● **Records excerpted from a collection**
■ ■ ■ ■ ■ ■ ■
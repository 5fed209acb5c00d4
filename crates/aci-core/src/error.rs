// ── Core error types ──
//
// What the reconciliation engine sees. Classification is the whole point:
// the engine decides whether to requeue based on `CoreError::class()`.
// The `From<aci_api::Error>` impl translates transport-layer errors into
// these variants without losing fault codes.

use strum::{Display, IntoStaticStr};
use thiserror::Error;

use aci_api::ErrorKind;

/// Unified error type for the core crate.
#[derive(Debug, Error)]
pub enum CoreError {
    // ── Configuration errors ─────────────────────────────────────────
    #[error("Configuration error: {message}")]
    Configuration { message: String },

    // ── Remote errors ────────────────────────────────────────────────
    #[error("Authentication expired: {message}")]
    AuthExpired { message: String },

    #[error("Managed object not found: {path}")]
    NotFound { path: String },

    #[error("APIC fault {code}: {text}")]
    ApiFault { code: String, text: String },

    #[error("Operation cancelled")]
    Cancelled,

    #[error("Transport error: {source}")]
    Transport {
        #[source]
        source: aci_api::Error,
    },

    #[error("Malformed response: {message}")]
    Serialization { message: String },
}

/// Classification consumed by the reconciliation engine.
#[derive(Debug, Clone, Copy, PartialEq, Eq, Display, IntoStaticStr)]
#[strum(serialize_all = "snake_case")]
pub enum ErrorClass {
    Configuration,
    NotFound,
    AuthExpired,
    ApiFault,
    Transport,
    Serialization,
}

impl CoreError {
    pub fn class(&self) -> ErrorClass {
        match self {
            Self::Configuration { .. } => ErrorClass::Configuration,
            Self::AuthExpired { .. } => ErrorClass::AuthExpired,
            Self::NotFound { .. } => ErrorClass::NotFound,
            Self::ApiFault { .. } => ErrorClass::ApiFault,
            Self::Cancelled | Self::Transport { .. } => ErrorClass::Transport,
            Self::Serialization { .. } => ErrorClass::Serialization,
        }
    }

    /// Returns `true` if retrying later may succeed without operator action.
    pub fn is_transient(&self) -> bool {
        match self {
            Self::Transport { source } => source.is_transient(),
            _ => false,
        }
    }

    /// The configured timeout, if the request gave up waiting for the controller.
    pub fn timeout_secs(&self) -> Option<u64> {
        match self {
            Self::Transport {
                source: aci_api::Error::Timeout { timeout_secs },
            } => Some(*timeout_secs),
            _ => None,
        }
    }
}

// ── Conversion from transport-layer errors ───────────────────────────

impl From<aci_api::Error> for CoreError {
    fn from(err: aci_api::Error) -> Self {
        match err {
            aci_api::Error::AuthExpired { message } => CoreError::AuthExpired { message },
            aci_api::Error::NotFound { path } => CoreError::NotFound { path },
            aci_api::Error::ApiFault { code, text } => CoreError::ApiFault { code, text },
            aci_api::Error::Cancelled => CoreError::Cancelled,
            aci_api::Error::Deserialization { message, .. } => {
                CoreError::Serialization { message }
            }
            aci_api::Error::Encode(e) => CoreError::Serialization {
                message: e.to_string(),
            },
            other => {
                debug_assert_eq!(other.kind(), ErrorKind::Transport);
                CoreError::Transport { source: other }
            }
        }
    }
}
■ ■ ■ ■ ■ ■ ■
● **Work to be completed**
Report only how many lines in the entries contain "IntoStaticStr".

● **Answer box**
2